= What the task requires =
Look through the material below and copy every line containing the word "TorqueWiring".

= Material to process =
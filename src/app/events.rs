//! Outbound reports and the wire-code enums every device defines.
//!
//! A report is a status/event code plus an optional typed payload. Codes
//! 0–50 belong to the external runtime; device event codes start at 51 and
//! device command codes start at 1.

use serde::{Deserialize, Serialize};

use crate::error::PayloadError;

/// Largest element count an array payload may carry.
pub const MAX_ARRAY_LEN: usize = 15;

// ───────────────────────────────────────────────────────────────
// Addressing
// ───────────────────────────────────────────────────────────────

/// (type, instance) pair identifying a module on one controller.
#[derive(Debug, Clone, Copy, PartialEq, Eq, Hash, Serialize, Deserialize)]
pub struct ModuleAddress {
    pub kind: u8,
    pub id: u8,
}

impl ModuleAddress {
    pub const fn new(kind: u8, id: u8) -> Self {
        Self { kind, id }
    }
}

// ───────────────────────────────────────────────────────────────
// Payloads
// ───────────────────────────────────────────────────────────────

#[derive(Debug, Clone, Copy, PartialEq, Serialize, Deserialize)]
pub enum Scalar {
    Bool(bool),
    U8(u8),
    I8(i8),
    U16(u16),
    I16(i16),
    U32(u32),
    I32(i32),
    U64(u64),
    I64(i64),
    F32(f32),
    F64(f64),
}

macro_rules! scalar_from {
    ($($ty:ty => $variant:ident),+ $(,)?) => {
        $(
            impl From<$ty> for Scalar {
                fn from(v: $ty) -> Self {
                    Self::$variant(v)
                }
            }
        )+
    };
}

scalar_from! {
    bool => Bool, u8 => U8, i8 => I8, u16 => U16, i16 => I16, u32 => U32,
    i32 => I32, u64 => U64, i64 => I64, f32 => F32, f64 => F64,
}

#[derive(Debug, Clone, PartialEq, Serialize, Deserialize)]
pub enum Payload {
    None,
    One(Scalar),
    Array(heapless::Vec<Scalar, MAX_ARRAY_LEN>),
}

impl Payload {
    /// Build an array payload. All elements must share one scalar type.
    pub fn array(items: &[Scalar]) -> Result<Self, PayloadError> {
        if let Some(first) = items.first() {
            let kind = core::mem::discriminant(first);
            if items.iter().any(|s| core::mem::discriminant(s) != kind) {
                return Err(PayloadError::MixedTypes);
            }
        }
        heapless::Vec::from_slice(items)
            .map(Self::Array)
            .map_err(|()| PayloadError::TooLong(items.len()))
    }
}

// ───────────────────────────────────────────────────────────────
// Report
// ───────────────────────────────────────────────────────────────

#[derive(Debug, Clone, PartialEq, Serialize, Deserialize)]
pub struct Report {
    pub code: u8,
    pub payload: Payload,
}

impl Report {
    /// Bare status code.
    pub fn code(code: impl Into<u8>) -> Self {
        Self {
            code: code.into(),
            payload: Payload::None,
        }
    }

    /// Status code with one scalar.
    pub fn with(code: impl Into<u8>, value: impl Into<Scalar>) -> Self {
        Self {
            code: code.into(),
            payload: Payload::One(value.into()),
        }
    }

    /// The single scalar, if this report carries exactly one.
    pub fn value(&self) -> Option<Scalar> {
        match self.payload {
            Payload::One(v) => Some(v),
            _ => None,
        }
    }
}

// ───────────────────────────────────────────────────────────────
// Wire-code enums
// ───────────────────────────────────────────────────────────────

/// Declare a `#[repr(u8)]` code enum with a fallible decode from the raw
/// byte (the unknown byte comes back as the error).
macro_rules! wire_codes {
    (
        $(#[$meta:meta])*
        $vis:vis enum $name:ident {
            $($(#[$vmeta:meta])* $variant:ident = $value:literal),+ $(,)?
        }
    ) => {
        $(#[$meta])*
        #[derive(Debug, Clone, Copy, PartialEq, Eq)]
        #[repr(u8)]
        $vis enum $name {
            $($(#[$vmeta])* $variant = $value),+
        }

        impl TryFrom<u8> for $name {
            type Error = u8;

            fn try_from(code: u8) -> ::core::result::Result<Self, Self::Error> {
                match code {
                    $($value => Ok(Self::$variant),)+
                    other => Err(other),
                }
            }
        }

        impl From<$name> for u8 {
            fn from(code: $name) -> u8 {
                code as u8
            }
        }
    };
}

pub(crate) use wire_codes;
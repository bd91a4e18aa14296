//! labrig: device firmware library for behavioural-rig controllers.
//!
//! Each controller hosts a handful of device modules (water valve, TTL
//! line, brake, speaker, screen relays, lick/torque/analog sensors, wheel
//! encoder). A runtime outside this crate owns the serial link, parses PC
//! commands and calls each module once per loop pass; everything here is
//! non-blocking unless a command is explicitly marked blocking.
//!
//! Hardware is reached through `embedded-hal` 1.0 traits and the ports in
//! [`app::ports`], so every module runs on the host against mocks.

#![deny(unused_must_use)]

pub mod adapters;
pub mod app;
pub mod config;
pub mod drivers;
pub mod error;
pub mod pins;
pub mod safety;
pub mod sequencer;
pub mod sensors;

pub use app::{Module, ModuleAddress, Payload, Report, ReportSink, Scalar, Services};
pub use error::{Error, Result};
pub use safety::OutputLock;
pub use sequencer::{ExecState, Execution, Progress, Step};
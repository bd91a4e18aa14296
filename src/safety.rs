//! Global output interlock.
//!
//! One flag per controller. While engaged, every command-time actuator
//! write across every device is refused with
//! [`ActuatorError::OutputLocked`](crate::error::ActuatorError::OutputLocked).
//!
//! ## Lifecycle
//!
//! 1. The external runtime engages or releases the lock (PC request,
//!    e-stop input, ISR).
//! 2. Drivers only read it, immediately before each write.
//! 3. A refused write aborts the current command; nothing retries it.
//!
//! Setup writes of safe initial levels do not consult the lock so that a
//! controller booting locked still reaches a defined pin state.

use core::sync::atomic::{AtomicBool, Ordering};

use log::info;

use crate::error::ActuatorError;

/// Process-wide output lock. Can live in a `static`.
#[derive(Debug, Default)]
pub struct OutputLock {
    engaged: AtomicBool,
}

impl OutputLock {
    /// A released lock.
    pub const fn new() -> Self {
        Self {
            engaged: AtomicBool::new(false),
        }
    }

    /// A lock that starts engaged.
    pub const fn engaged() -> Self {
        Self {
            engaged: AtomicBool::new(true),
        }
    }

    pub fn engage(&self) {
        if !self.engaged.swap(true, Ordering::AcqRel) {
            info!("output lock engaged");
        }
    }

    pub fn release(&self) {
        if self.engaged.swap(false, Ordering::AcqRel) {
            info!("output lock released");
        }
    }

    pub fn is_engaged(&self) -> bool {
        self.engaged.load(Ordering::Acquire)
    }

    /// `Err(OutputLocked)` while engaged.
    pub fn check(&self) -> Result<(), ActuatorError> {
        if self.is_engaged() {
            Err(ActuatorError::OutputLocked)
        } else {
            Ok(())
        }
    }
}
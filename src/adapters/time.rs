//! Host time adapter.
//!
//! Microcontroller builds supply their own [`Clock`] over the hardware
//! timer; on the host the monotonic origin is the moment the clock was
//! created.

use std::time::{Duration, Instant};

use embedded_hal::delay::DelayNs;

use crate::app::ports::Clock;

/// Microseconds since construction.
#[derive(Debug, Clone, Copy)]
pub struct SystemClock {
    origin: Instant,
}

impl Default for SystemClock {
    fn default() -> Self {
        Self::new()
    }
}

impl SystemClock {
    pub fn new() -> Self {
        Self {
            origin: Instant::now(),
        }
    }
}

impl Clock for SystemClock {
    fn now_us(&self) -> u64 {
        u64::try_from(self.origin.elapsed().as_micros()).unwrap_or(u64::MAX)
    }
}

/// Thread-sleeping delay.
#[derive(Debug, Default, Clone, Copy)]
pub struct StdDelay;

impl DelayNs for StdDelay {
    fn delay_ns(&mut self, ns: u32) {
        std::thread::sleep(Duration::from_nanos(u64::from(ns)));
    }
}
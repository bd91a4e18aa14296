//! VR screen power buttons: three relays wired across the left, centre and
//! right display power switches, pressed together for `pulse_duration` µs.
//!
//! Pressing toggles the displays' power state; the firmware cannot know
//! whether that turned them on or off, so it only reports the relay state.

use embedded_hal::digital::OutputPin;
use log::{info, warn};

use super::output::{Actuator, Polarity, refused};
use crate::app::events::{ModuleAddress, Report, wire_codes};
use crate::app::module::{
    CommandKind, Dispatch, Module, Services, overwrite_parameters, unhandled,
};
use crate::config::ScreenParams;
use crate::error::{ActuatorError, ConfigError, LayoutError, Result};
use crate::pins::PinRegistry;
use crate::sequencer::{self, Execution, StageCtx, Step};

wire_codes! {
    pub enum ScreenCommand {
        Toggle = 1,
    }
}

wire_codes! {
    pub enum ScreenEvent {
        OutputLocked = 51,
        On = 52,
        Off = 53,
    }
}

#[derive(Debug, Clone, Copy, PartialEq, Eq)]
pub struct ScreenWiring {
    pub address: ModuleAddress,
    /// Left, centre, right.
    pub pins: [u8; 3],
    pub normally_closed: bool,
}

pub struct Screen<P> {
    address: ModuleAddress,
    relays: [Actuator<P>; 3],
    params: ScreenParams,
}

impl<P: OutputPin> Screen<P> {
    pub fn new(
        wiring: &ScreenWiring,
        pins: [P; 3],
        registry: &mut PinRegistry,
    ) -> core::result::Result<Self, LayoutError> {
        let polarity = Polarity::from_normally_closed(wiring.normally_closed);
        let [left, centre, right] = pins;
        let [nl, nc, nr] = wiring.pins;
        Ok(Self {
            address: wiring.address,
            relays: [
                Actuator::new(registry.bind(nl, left)?, polarity),
                Actuator::new(registry.bind(nc, centre)?, polarity),
                Actuator::new(registry.bind(nr, right)?, polarity),
            ],
            params: ScreenParams::default(),
        })
    }

    pub fn parameters(&self) -> &ScreenParams {
        &self.params
    }

    pub fn set_parameters(&mut self, params: ScreenParams) {
        self.params = params;
    }

    pub fn is_pressed(&self) -> bool {
        self.relays.iter().all(Actuator::is_on)
    }

    fn press_all(&mut self, on: bool, ctx: &mut StageCtx<'_, '_>) -> core::result::Result<(), ActuatorError> {
        // One lock check for the group so a lock never splits the relays.
        ctx.svc.lock.check()?;
        let mut first = Ok(());
        for relay in &mut self.relays {
            if let Err(e) = relay.drive(on, ctx.svc.lock) {
                first = first.and(Err(e));
            }
        }
        first
    }

    /// Release whatever a failed press managed to close.
    fn roll_back(&mut self, ctx: &mut StageCtx<'_, '_>) {
        for relay in self.relays.iter_mut().filter(|r| r.is_on()) {
            if relay.drive(false, ctx.svc.lock).is_err() {
                warn!("screen relay on pin {} stuck pressed", relay.pin_number());
            }
        }
    }

    fn set(&mut self, on: bool, then: Step, ctx: &mut StageCtx<'_, '_>) -> Step {
        match self.press_all(on, ctx) {
            Ok(()) => {
                let code = if on { ScreenEvent::On } else { ScreenEvent::Off };
                ctx.svc.emit(self.address, Report::code(code));
                then
            }
            Err(e) => {
                refused(self.address, ScreenEvent::OutputLocked.into(), e, ctx);
                if on {
                    self.roll_back(ctx);
                }
                Step::Abort
            }
        }
    }

    fn press(&mut self, ctx: &mut StageCtx<'_, '_>) -> Step {
        self.set(true, Step::Next, ctx)
    }

    fn hold(&mut self, ctx: &mut StageCtx<'_, '_>) -> Step {
        if ctx.waited(u64::from(self.params.pulse_duration)) {
            Step::Next
        } else {
            Step::Wait
        }
    }

    fn release(&mut self, ctx: &mut StageCtx<'_, '_>) -> Step {
        self.set(false, Step::Complete, ctx)
    }
}

impl<P: OutputPin> Module for Screen<P> {
    fn address(&self) -> ModuleAddress {
        self.address
    }

    fn apply_parameters(&mut self, bytes: &[u8]) -> core::result::Result<(), ConfigError> {
        overwrite_parameters(self.address, &mut self.params, bytes)
    }

    fn command_kind(&self, code: u8) -> Option<CommandKind> {
        ScreenCommand::try_from(code).ok().map(|_| CommandKind::Staged)
    }

    fn run_active_command(&mut self, exec: &mut Execution, svc: &mut Services<'_>) -> Dispatch {
        match ScreenCommand::try_from(exec.command()) {
            Ok(ScreenCommand::Toggle) => Dispatch::Handled(sequencer::run(
                self,
                &[Self::press, Self::hold, Self::release],
                exec,
                svc,
            )),
            Err(code) => unhandled(self.address, code),
        }
    }

    fn setup(&mut self, svc: &mut Services<'_>) -> Result<()> {
        self.params = ScreenParams::default();
        for relay in &mut self.relays {
            if let Err(e) = relay.force(false) {
                warn!("screen relay on pin {} did not release", relay.pin_number());
                return Err(e.into());
            }
        }
        svc.emit(self.address, Report::code(ScreenEvent::Off));
        info!(
            "screen {}/{} ready on pins {:?}",
            self.address.kind,
            self.address.id,
            self.relays.each_ref().map(Actuator::pin_number)
        );
        Ok(())
    }
}
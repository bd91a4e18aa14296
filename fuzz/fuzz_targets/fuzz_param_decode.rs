//! Fuzz target: `Parameters::decode` for every record type.
//!
//! Arbitrary bytes must either decode or yield a typed `ConfigError`, and
//! anything that decodes must re-encode to a record that decodes again.
//!
//! cargo fuzz run fuzz_param_decode

#![no_main]

use labrig::config::{
    AnalogParams, BrakeParams, EncoderParams, LickParams, Parameters, ScreenParams,
    SpeakerParams, TorqueParams, TtlParams, ValveParams,
};
use libfuzzer_sys::fuzz_target;

fn check<P: Parameters>(data: &[u8]) {
    if let Ok(params) = P::decode(data) {
        assert_eq!(data.len(), P::WIRE_SIZE);
        let bytes = params.encode();
        // Booleans normalise to 0/1, so only the length is guaranteed.
        assert_eq!(bytes.len(), P::WIRE_SIZE);
        assert!(P::decode(&bytes).is_ok(), "re-encoded record must decode");
    }
}

fuzz_target!(|data: &[u8]| {
    check::<ValveParams>(data);
    check::<TtlParams>(data);
    check::<BrakeParams>(data);
    check::<SpeakerParams>(data);
    check::<ScreenParams>(data);
    check::<LickParams>(data);
    check::<AnalogParams>(data);
    check::<TorqueParams>(data);
    check::<EncoderParams>(data);
});
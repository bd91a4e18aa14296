//! Generic analog input reported within a configurable band.

use log::info;

use super::{Band, FilterMemory, LevelCheck, check_level};
use crate::app::events::{ModuleAddress, Report, wire_codes};
use crate::app::module::{
    CommandKind, Dispatch, Module, Services, overwrite_parameters, unhandled,
};
use crate::app::ports::AnalogInput;
use crate::config::AnalogParams;
use crate::error::{ConfigError, LayoutError, Result};
use crate::pins::{Bound, PinRegistry};
use crate::sequencer::{self, Execution, StageCtx, Step};

wire_codes! {
    pub enum AnalogCommand {
        CheckState = 1,
    }
}

wire_codes! {
    pub enum AnalogEvent {
        Changed = 51,
    }
}

#[derive(Debug, Clone, Copy, PartialEq, Eq)]
pub struct AnalogWiring {
    pub address: ModuleAddress,
    pub pin: u8,
}

pub struct AnalogSensor<A> {
    address: ModuleAddress,
    pin: Bound<A>,
    params: AnalogParams,
    memory: FilterMemory,
}

impl<A: AnalogInput> AnalogSensor<A> {
    pub fn new(
        wiring: &AnalogWiring,
        pin: A,
        registry: &mut PinRegistry,
    ) -> core::result::Result<Self, LayoutError> {
        Ok(Self {
            address: wiring.address,
            pin: registry.bind(wiring.pin, pin)?,
            params: AnalogParams::default(),
            memory: FilterMemory::new(0),
        })
    }

    pub fn parameters(&self) -> &AnalogParams {
        &self.params
    }

    pub fn set_parameters(&mut self, params: AnalogParams) {
        self.params = params;
    }

    fn check(&mut self, ctx: &mut StageCtx<'_, '_>) -> Step {
        let p = self.params;
        let check = LevelCheck {
            pool: p.average_pool_size,
            delta_threshold: p.delta_threshold,
            band: Band::Within {
                lower: p.lower_threshold,
                upper: p.upper_threshold,
            },
            changed_code: AnalogEvent::Changed.into(),
        };
        check_level(&mut self.pin, &mut self.memory, check, self.address, ctx)
    }
}

impl<A: AnalogInput> Module for AnalogSensor<A> {
    fn address(&self) -> ModuleAddress {
        self.address
    }

    fn apply_parameters(&mut self, bytes: &[u8]) -> core::result::Result<(), ConfigError> {
        overwrite_parameters(self.address, &mut self.params, bytes)
    }

    fn command_kind(&self, code: u8) -> Option<CommandKind> {
        AnalogCommand::try_from(code).ok().map(|_| CommandKind::Staged)
    }

    fn run_active_command(&mut self, exec: &mut Execution, svc: &mut Services<'_>) -> Dispatch {
        match AnalogCommand::try_from(exec.command()) {
            Ok(AnalogCommand::CheckState) => {
                Dispatch::Handled(sequencer::run(self, &[Self::check], exec, svc))
            }
            Err(code) => unhandled(self.address, code),
        }
    }

    fn setup(&mut self, svc: &mut Services<'_>) -> Result<()> {
        self.params = AnalogParams::default();
        svc.emit(self.address, Report::with(AnalogEvent::Changed, 0u16));
        self.memory.mark_suppressed();
        info!("analog {}/{} ready on pin {}", self.address.kind, self.address.id, self.pin.number());
        Ok(())
    }
}
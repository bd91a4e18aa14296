//! Port traits: the boundary between device logic and the board.
//!
//! ```text
//!   HAL / ISR ──▶ port trait ──▶ driver (valve, lick, encoder, ...)
//! ```
//!
//! GPIO and PWM go straight through `embedded-hal` 1.0. The traits here
//! cover what `embedded-hal` does not: a monotonic microsecond clock, a
//! single-sample ADC read, a consumable pulse counter and the outbound
//! report channel. Drivers consume them via generics or `dyn`, so every
//! driver runs on the host against mocks.

use embedded_hal::digital::InputPin;

use super::events::{ModuleAddress, Report};

// ───────────────────────────────────────────────────────────────
// Clock
// ───────────────────────────────────────────────────────────────

/// Monotonic microsecond clock.
pub trait Clock {
    fn now_us(&self) -> u64;
}

/// Non-blocking elapsed check against a stage-entry anchor.
///
/// Uses wrapping subtraction so a counter rollover never stalls a wait.
#[inline]
pub fn elapsed(clock: &dyn Clock, anchor_us: u64, duration_us: u64) -> bool {
    clock.now_us().wrapping_sub(anchor_us) >= duration_us
}

// ───────────────────────────────────────────────────────────────
// Analog and digital sampling
// ───────────────────────────────────────────────────────────────

/// One ADC channel.
pub trait AnalogInput {
    type Error: core::fmt::Debug;

    /// Take a single conversion.
    fn read_raw(&mut self) -> Result<u16, Self::Error>;
}

impl<A: AnalogInput + ?Sized> AnalogInput for &mut A {
    type Error = A::Error;

    fn read_raw(&mut self) -> Result<u16, Self::Error> {
        (**self).read_raw()
    }
}

/// Averaged analog read. A pool of 0 or 1 takes a single sample.
///
/// The mean is rounded half-up.
pub fn read_analog<A: AnalogInput + ?Sized>(pin: &mut A, pool: u8) -> Result<u16, A::Error> {
    let samples = u32::from(pool.max(1));
    let mut sum = 0u32;
    for _ in 0..samples {
        sum += u32::from(pin.read_raw()?);
    }
    Ok(((sum + samples / 2) / samples) as u16)
}

/// Majority-voted digital read. Ties resolve HIGH.
pub fn read_digital<I: InputPin + ?Sized>(pin: &mut I, pool: u8) -> Result<bool, I::Error> {
    let samples = u16::from(pool.max(1));
    let mut highs = 0u16;
    for _ in 0..samples {
        if pin.is_high()? {
            highs += 1;
        }
    }
    Ok(highs * 2 >= samples)
}

// ───────────────────────────────────────────────────────────────
// Pulse counter
// ───────────────────────────────────────────────────────────────

/// Hardware (or ISR-fed) signed pulse counter.
pub trait PulseCounter {
    /// Read the pulses accumulated since the last call and zero the counter
    /// in one step.
    fn take(&mut self) -> i32;

    /// Discard any accumulated pulses.
    fn reset(&mut self);
}

impl<C: PulseCounter + ?Sized> PulseCounter for &mut C {
    fn take(&mut self) -> i32 {
        (**self).take()
    }

    fn reset(&mut self) {
        (**self).reset();
    }
}

// ───────────────────────────────────────────────────────────────
// Report sink
// ───────────────────────────────────────────────────────────────

/// Outbound report channel towards the PC.
///
/// Adapters decide the transport: the serial logger, a postcard frame
/// queue, or a recording sink in tests.
pub trait ReportSink {
    fn emit(&mut self, source: ModuleAddress, report: &Report);
}
//! Postcard-framed report outbox.
//!
//! Each report is serialised as `(ModuleAddress, Report)` with postcard
//! into a fixed-capacity frame and queued for the serial transport to
//! drain. When the outbox is full the oldest frame is dropped.

use heapless::Deque;
use log::{error, warn};

use crate::app::events::{ModuleAddress, Report};
use crate::app::ports::ReportSink;

/// Upper bound of one encoded report (a full 15-element array of
/// 64-bit scalars, plus header bytes).
pub const FRAME_CAPACITY: usize = 192;

pub type Frame = heapless::Vec<u8, FRAME_CAPACITY>;

/// Outbox holding up to `N` frames.
#[derive(Debug, Default)]
pub struct FrameSink<const N: usize> {
    outbox: Deque<Frame, N>,
    dropped: u32,
}

impl<const N: usize> FrameSink<N> {
    pub fn new() -> Self {
        Self {
            outbox: Deque::new(),
            dropped: 0,
        }
    }

    pub fn len(&self) -> usize {
        self.outbox.len()
    }

    pub fn is_empty(&self) -> bool {
        self.outbox.is_empty()
    }

    /// Frames discarded to make room since construction.
    pub fn dropped(&self) -> u32 {
        self.dropped
    }

    /// Oldest queued frame.
    pub fn pop(&mut self) -> Option<Frame> {
        self.outbox.pop_front()
    }

    /// Drain every queued frame, oldest first.
    pub fn drain(&mut self) -> impl Iterator<Item = Frame> + '_ {
        core::iter::from_fn(move || self.outbox.pop_front())
    }
}

/// Serialise one report into a frame.
pub fn encode(source: ModuleAddress, report: &Report) -> Result<Frame, postcard::Error> {
    let mut buf = [0u8; FRAME_CAPACITY];
    let used = postcard::to_slice(&(source, report), &mut buf)?;
    Frame::from_slice(used).map_err(|()| postcard::Error::SerializeBufferFull)
}

impl<const N: usize> ReportSink for FrameSink<N> {
    fn emit(&mut self, source: ModuleAddress, report: &Report) {
        let frame = match encode(source, report) {
            Ok(f) => f,
            Err(e) => {
                error!("report {} from {}/{}: encode failed: {}", report.code, source.kind, source.id, e);
                return;
            }
        };
        if self.outbox.is_full() {
            self.outbox.pop_front();
            self.dropped = self.dropped.wrapping_add(1);
            warn!("frame outbox full, dropped oldest ({} so far)", self.dropped);
        }
        // Room was made above.
        let _ = self.outbox.push_back(frame);
    }
}
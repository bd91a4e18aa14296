//! Bipolar torque sensor behind an amplifier centred on `baseline`.
//!
//! Direction convention: a reading above baseline is CCW torque and one
//! below is CW, swapped when the wiring sets `invert`. A reading exactly at
//! baseline is zero torque and is tagged CCW, as are zero-collapse reports.
//! The reported value is the distance from baseline, so it means "how much
//! torque" in either direction and the event code alone carries direction.

use log::{debug, info};

use super::{FilterMemory, Rotation, sample};
use crate::app::events::{ModuleAddress, Report, wire_codes};
use crate::app::module::{
    CommandKind, Dispatch, Module, Services, overwrite_parameters, unhandled,
};
use crate::app::ports::AnalogInput;
use crate::config::TorqueParams;
use crate::error::{ConfigError, LayoutError, Result};
use crate::pins::{Bound, PinRegistry};
use crate::sequencer::{self, Execution, StageCtx, Step};

wire_codes! {
    pub enum TorqueCommand {
        CheckState = 1,
    }
}

wire_codes! {
    pub enum TorqueEvent {
        /// u16 magnitude.
        Ccw = 51,
        /// u16 magnitude.
        Cw = 52,
    }
}

#[derive(Debug, Clone, Copy, PartialEq, Eq)]
pub struct TorqueWiring {
    pub address: ModuleAddress,
    pub pin: u8,
    /// Zero-torque ADC reading.
    pub baseline: u16,
    pub invert: bool,
}

/// Split a raw reading into direction and distance from baseline.
pub fn decode(raw: u16, baseline: u16, invert: bool) -> (Rotation, u16) {
    match raw.cmp(&baseline) {
        core::cmp::Ordering::Greater => (Rotation::Ccw.flipped(invert), raw - baseline),
        core::cmp::Ordering::Less => (Rotation::Cw.flipped(invert), baseline - raw),
        core::cmp::Ordering::Equal => (Rotation::Ccw, 0),
    }
}

pub struct Torque<A> {
    address: ModuleAddress,
    pin: Bound<A>,
    invert: bool,
    wired_baseline: u16,
    params: TorqueParams,
    memory: FilterMemory,
}

impl<A: AnalogInput> Torque<A> {
    pub fn new(
        wiring: &TorqueWiring,
        pin: A,
        registry: &mut PinRegistry,
    ) -> core::result::Result<Self, LayoutError> {
        Ok(Self {
            address: wiring.address,
            pin: registry.bind(wiring.pin, pin)?,
            invert: wiring.invert,
            wired_baseline: wiring.baseline,
            params: TorqueParams::with_baseline(wiring.baseline),
            memory: FilterMemory::new(wiring.baseline),
        })
    }

    pub fn parameters(&self) -> &TorqueParams {
        &self.params
    }

    pub fn set_parameters(&mut self, params: TorqueParams) {
        let before = self.params.baseline;
        self.params = params;
        self.rebase(before);
    }

    /// Zero torque sits at the baseline, so a new baseline is the new
    /// delta reference.
    fn rebase(&mut self, before: u16) {
        if self.params.baseline != before {
            debug!(
                "torque {}/{}: baseline {} -> {}",
                self.address.kind, self.address.id, before, self.params.baseline
            );
            self.memory.reseed(self.params.baseline);
        }
    }

    pub fn memory(&self) -> &FilterMemory {
        &self.memory
    }

    fn reports(&self, rotation: Rotation) -> bool {
        match rotation {
            Rotation::Ccw => self.params.report_ccw,
            Rotation::Cw => self.params.report_cw,
        }
    }

    fn check(&mut self, ctx: &mut StageCtx<'_, '_>) -> Step {
        let p = self.params;
        let Some(raw) = sample(&mut self.pin, p.average_pool_size) else {
            return Step::Complete;
        };
        if !self.memory.passes_delta(raw, p.delta_threshold) {
            return Step::Complete;
        }

        let (rotation, magnitude) = decode(raw, p.baseline, self.invert);
        if magnitude < p.signal_threshold {
            if self.memory.collapse() {
                ctx.svc
                    .emit(self.address, Report::with(TorqueEvent::Ccw, 0u16));
            }
        } else {
            // A direction that is not reported still ends a zero run.
            self.memory.clear();
            if self.reports(rotation) {
                let code = match rotation {
                    Rotation::Ccw => TorqueEvent::Ccw,
                    Rotation::Cw => TorqueEvent::Cw,
                };
                ctx.svc.emit(self.address, Report::with(code, magnitude));
            }
        }
        Step::Complete
    }
}

impl<A: AnalogInput> Module for Torque<A> {
    fn address(&self) -> ModuleAddress {
        self.address
    }

    fn apply_parameters(&mut self, bytes: &[u8]) -> core::result::Result<(), ConfigError> {
        let before = self.params.baseline;
        overwrite_parameters(self.address, &mut self.params, bytes)?;
        self.rebase(before);
        Ok(())
    }

    fn command_kind(&self, code: u8) -> Option<CommandKind> {
        TorqueCommand::try_from(code).ok().map(|_| CommandKind::Staged)
    }

    fn run_active_command(&mut self, exec: &mut Execution, svc: &mut Services<'_>) -> Dispatch {
        match TorqueCommand::try_from(exec.command()) {
            Ok(TorqueCommand::CheckState) => {
                Dispatch::Handled(sequencer::run(self, &[Self::check], exec, svc))
            }
            Err(code) => unhandled(self.address, code),
        }
    }

    fn setup(&mut self, svc: &mut Services<'_>) -> Result<()> {
        let baseline = self.wired_baseline;
        self.set_parameters(TorqueParams::with_baseline(baseline));
        svc.emit(self.address, Report::with(TorqueEvent::Ccw, 0u16));
        self.memory.mark_suppressed();
        info!(
            "torque {}/{} ready on pin {} (baseline {}, inverted: {})",
            self.address.kind,
            self.address.id,
            self.pin.number(),
            baseline,
            self.invert
        );
        Ok(())
    }
}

= Answer =
pub struct TorqueWiring {
        wiring: &TorqueWiring,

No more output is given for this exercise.